The program is three years old, so no students have been able to make it completely through the pipeline, but they have had nursing, physician’s assistant, and medical students coming to their clinics to do their rotations, along with doctors coming to do their residencies there.
El Centro also practices what they preach. The company helps employees take an active role in their own health with their employee health initiative.
“We’re a big employer, so if El Centro employees can walk the walk, we’ll be more convincing to our patients and more trusted in our community,” said Beverwyk-Abouda. “Having a nurse come in and talk to a child about smoking when he or she smells like smoke is not very convincing.”
Part of this program is lunch time fitness classes that connect the entire El Centro clinic network over televideo in a system-wide workout. They also bring healthy lunches to eat before the class. It also includes a health tracking system through Christus St. Vincent Hospital which calculates how much exercise someone goes through in a day, measuring things like yard work and yoga classes into an equivalent amount of steps.

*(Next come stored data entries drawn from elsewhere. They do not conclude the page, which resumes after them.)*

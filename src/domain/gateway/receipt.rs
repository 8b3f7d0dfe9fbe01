//! Refund receipts - echoed fields plus a synthetic gateway reference.

use super::field_set::FieldSet;
use super::outcome::{GATEWAY_REFERENCE_FIELD, TIMESTAMP_FIELD};

pub const STATUS_FIELD: &str = "x_status";
pub const STATUS_SUCCESS: &str = "success";

/// Echoes every inbound field and appends the refund status fields.
///
/// The receipt is not re-signed; the inbound `x_signature` is echoed as-is.
pub fn refund_receipt(inbound: &FieldSet, gateway_reference: &str, timestamp: &str) -> FieldSet {
    let mut receipt = inbound.clone();
    receipt.insert(STATUS_FIELD, STATUS_SUCCESS);
    receipt.insert(GATEWAY_REFERENCE_FIELD, gateway_reference);
    receipt.insert(TIMESTAMP_FIELD, timestamp);
    receipt
}

#[cfg(test)]
mod tests {
    use super::*;

    #[test]
    fn receipt_echoes_inbound_and_appends_status() {
        let inbound = FieldSet::from_params(vec![
            ("x_reference", "R1"),
            ("x_amount", "5.00"),
            ("x_signature", "abc"),
        ]);
        let receipt = refund_receipt(&inbound, "ref-1", "2024-01-01T00:00:00Z");

        assert_eq!(receipt.text("x_reference").as_deref(), Some("R1"));
        assert_eq!(receipt.text("x_signature").as_deref(), Some("abc"));
        assert_eq!(receipt.text(STATUS_FIELD).as_deref(), Some("success"));
        assert_eq!(receipt.text(GATEWAY_REFERENCE_FIELD).as_deref(), Some("ref-1"));
        assert_eq!(receipt.text(TIMESTAMP_FIELD).as_deref(), Some("2024-01-01T00:00:00Z"));
    }

    #[test]
    fn receipt_overrides_inbound_status() {
        let inbound = FieldSet::from_params(vec![(STATUS_FIELD, "pending")]);
        let receipt = refund_receipt(&inbound, "ref-1", "2024-01-01T00:00:00Z");
        assert_eq!(receipt.text(STATUS_FIELD).as_deref(), Some("success"));
    }
}
//! ExecuteActionHandler - Builds, signs and routes a simulated outcome.
//!
//! Execute requests are not signature-checked: the simulator always answers
//! with a payload signed by the process key, whatever the caller sent.

use std::sync::Arc;

use url::Url;

use crate::domain::gateway::{
    format_timestamp, parse_field_url, redirect_for, ExecuteResult, FieldSet, GatewayError,
    OutcomePayload, SigningKey, CALLBACK_URL_FIELD,
};
use crate::ports::{CallbackDispatcher, CallbackFailure, Clock, DeliveryOutcome, ReferenceGenerator};

/// Command to execute a simulated gateway action.
#[derive(Debug, Clone)]
pub struct ExecuteActionCommand {
    pub action: ExecuteResult,
    pub fields: FieldSet,
    /// Set by the `fire_callback=true` request parameter.
    pub fire_callback: bool,
}

/// Where the execute flow ended up.
#[derive(Debug, Clone, PartialEq, Eq)]
pub enum ExecuteResolution {
    /// Send the shopper to this URL.
    Redirect(Url),
    /// The merchant callback failed; no redirect is offered.
    CallbackFailed(CallbackFailure),
}

/// Result of a completed execute action.
#[derive(Debug, Clone)]
pub struct ExecuteActionResult {
    /// Same instant as the payload's `x_timestamp`.
    pub timestamp: String,
    pub payload: OutcomePayload,
    pub delivery: DeliveryOutcome,
    pub resolution: ExecuteResolution,
}

/// Handler for execute actions.
pub struct ExecuteActionHandler {
    signing_key: SigningKey,
    references: Arc<dyn ReferenceGenerator>,
    clock: Arc<dyn Clock>,
    dispatcher: Arc<dyn CallbackDispatcher>,
}

impl ExecuteActionHandler {
    pub fn new(
        signing_key: SigningKey,
        references: Arc<dyn ReferenceGenerator>,
        clock: Arc<dyn Clock>,
        dispatcher: Arc<dyn CallbackDispatcher>,
    ) -> Self {
        Self {
            signing_key,
            references,
            clock,
            dispatcher,
        }
    }

    pub async fn handle(
        &self,
        cmd: ExecuteActionCommand,
    ) -> Result<ExecuteActionResult, GatewayError> {
        // 1. Build and sign the outcome with the process key
        let timestamp = format_timestamp(self.clock.now());
        let reference = self.references.next_reference();
        let payload = OutcomePayload::build(
            &cmd.action,
            &cmd.fields,
            &reference,
            &timestamp,
            &self.signing_key,
        );

        // 2. Compose the redirect before anything leaves the process
        let redirect = redirect_for(&cmd.fields, payload.fields())?;

        // 3. Optionally notify the merchant
        let delivery = self
            .maybe_deliver(&payload, &cmd.fields, cmd.fire_callback)
            .await?;

        let resolution = match &delivery {
            DeliveryOutcome::Failed(failure) => ExecuteResolution::CallbackFailed(failure.clone()),
            DeliveryOutcome::Skipped | DeliveryOutcome::Delivered => {
                ExecuteResolution::Redirect(redirect)
            }
        };

        tracing::info!(
            action = %cmd.action,
            gateway_reference = %reference,
            fire_callback = cmd.fire_callback,
            redirected = matches!(resolution, ExecuteResolution::Redirect(_)),
            "Execute action completed"
        );

        Ok(ExecuteActionResult {
            timestamp,
            payload,
            delivery,
            resolution,
        })
    }

    /// Delivers `payload` to `x_url_callback` when `fire_callback` is set.
    ///
    /// The callback URL is validated before any request is made.
    pub async fn maybe_deliver(
        &self,
        payload: &OutcomePayload,
        inbound: &FieldSet,
        fire_callback: bool,
    ) -> Result<DeliveryOutcome, GatewayError> {
        if !fire_callback {
            return Ok(DeliveryOutcome::Skipped);
        }

        let url = parse_field_url(inbound, CALLBACK_URL_FIELD)?;
        if !matches!(url.scheme(), "http" | "https") {
            return Err(GatewayError::invalid_url(
                CALLBACK_URL_FIELD,
                format!("unsupported scheme '{}'", url.scheme()),
            ));
        }

        Ok(self.dispatcher.deliver(&url, payload).await)
    }
}
//! Server configuration

use serde::Deserialize;
use std::net::SocketAddr;

use super::error::ValidationError;

/// Server configuration
#[derive(Debug, Clone, Deserialize)]
pub struct ServerConfig {
    /// Host address to bind to
    #[serde(default = "default_host")]
    pub host: String,

    /// Port to listen on
    #[serde(default = "default_port")]
    pub port: u16,

    /// Environment name
    #[serde(default = "default_environment")]
    pub environment: Environment,

    /// Rust log filter directive
    #[serde(default = "default_log_level")]
    pub log_level: String,

    /// Request timeout in seconds
    #[serde(default = "default_request_timeout")]
    pub request_timeout_secs: u64,

    /// CORS allowed origins (comma-separated)
    pub cors_origins: Option<String>,

    /// Prefix every route is mounted under (e.g. `/gateway`)
    #[serde(default)]
    pub base_path: String,
}

/// Application environment
#[derive(Debug, Clone, Deserialize, PartialEq, Eq, Default)]
#[serde(rename_all = "lowercase")]
pub enum Environment {
    #[default]
    Development,
    Staging,
    Production,
}

impl ServerConfig {
    /// Get the socket address to bind to
    pub fn socket_addr(&self) -> Result<SocketAddr, ValidationError> {
        let raw = format!("{}:{}", self.host, self.port);
        raw.parse()
            .map_err(|_| ValidationError::InvalidSocketAddr(raw))
    }

    /// Check if running in production
    pub fn is_production(&self) -> bool {
        self.environment == Environment::Production
    }

    /// Get CORS origins as a vector
    pub fn cors_origins_list(&self) -> Vec<String> {
        self.cors_origins
            .as_ref()
            .map(|s| {
                s.split(',')
                    .map(|s| s.trim().to_string())
                    .filter(|s| !s.is_empty())
                    .collect()
            })
            .unwrap_or_default()
    }

    /// Validate server configuration
    pub fn validate(&self) -> Result<(), ValidationError> {
        if self.port == 0 {
            return Err(ValidationError::InvalidPort);
        }
        if self.request_timeout_secs == 0 || self.request_timeout_secs > 300 {
            return Err(ValidationError::InvalidTimeout);
        }
        if !self.base_path.is_empty()
            && (!self.base_path.starts_with('/') || self.base_path.ends_with('/'))
        {
            return Err(ValidationError::InvalidBasePath);
        }
        self.socket_addr()?;
        Ok(())
    }
}

impl Default for ServerConfig {
    fn default() -> Self {
        Self {
            host: default_host(),
            port: default_port(),
            environment: default_environment(),
            log_level: default_log_level(),
            request_timeout_secs: default_request_timeout(),
            cors_origins: None,
            base_path: String::new(),
        }
    }
}

fn default_host() -> String {
    "0.0.0.0".to_string()
}

fn default_port() -> u16 {
    4567
}

fn default_environment() -> Environment {
    Environment::Development
}

fn default_log_level() -> String {
    "info,offsite_gateway_sim=debug,tower_http=info".to_string()
}

fn default_request_timeout() -> u64 {
    30
}

#[cfg(test)]
mod tests {
    use super::*;

    #[test]
    fn test_server_config_defaults() {
        let config = ServerConfig::default();
        assert_eq!(config.host, "0.0.0.0");
        assert_eq!(config.port, 4567);
        assert_eq!(config.environment, Environment::Development);
        assert!(config.base_path.is_empty());
    }

    #[test]
    fn test_socket_addr() {
        let config = ServerConfig {
            host: "127.0.0.1".to_string(),
            port: 3000,
            ..Default::default()
        };
        let addr = config.socket_addr().unwrap();
        assert_eq!(addr.to_string(), "127.0.0.1:3000");
    }

    #[test]
    fn test_invalid_host_is_rejected() {
        let config = ServerConfig {
            host: "not a host".to_string(),
            ..Default::default()
        };
        assert!(config.socket_addr().is_err());
        assert!(config.validate().is_err());
    }

    #[test]
    fn test_is_production() {
        let mut config = ServerConfig::default();
        assert!(!config.is_production());

        config.environment = Environment::Production;
        assert!(config.is_production());
    }

    #[test]
    fn test_cors_origins_parsing() {
        let config = ServerConfig {
            cors_origins: Some("http://localhost:5173, http://localhost:3000,".to_string()),
            ..Default::default()
        };
        let origins = config.cors_origins_list();
        assert_eq!(origins.len(), 2);
        assert_eq!(origins[0], "http://localhost:5173");
        assert_eq!(origins[1], "http://localhost:3000");
    }

    #[test]
    fn test_validation_invalid_port() {
        let config = ServerConfig {
            port: 0,
            ..Default::default()
        };
        assert!(config.validate().is_err());
    }

    #[test]
    fn test_validation_invalid_timeout() {
        let config = ServerConfig {
            request_timeout_secs: 0,
            ..Default::default()
        };
        assert!(config.validate().is_err());

        let config = ServerConfig {
            request_timeout_secs: 500,
            ..Default::default()
        };
        assert!(config.validate().is_err());
    }

    #[test]
    fn test_validation_base_path() {
        for bad in ["gateway", "/gateway/"] {
            let config = ServerConfig {
                base_path: bad.to_string(),
                ..Default::default()
            };
            assert!(config.validate().is_err(), "{bad} should be rejected");
        }

        let config = ServerConfig {
            base_path: "/gateway".to_string(),
            ..Default::default()
        };
        assert!(config.validate().is_ok());
    }
}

Staying healthy is important to Pease because she believes health leads to happiness.
“Without health, you’ve got nothing,” Pease said. “You can’t go anywhere, you can’t do anything. I’m coming out of a disease. I’m recovered, and I know what it’s like to have a disease that you have to live with. It affects your emotions, your mental state, your physical state. It affects how you live in your community. Your health is your key to happiness and life.”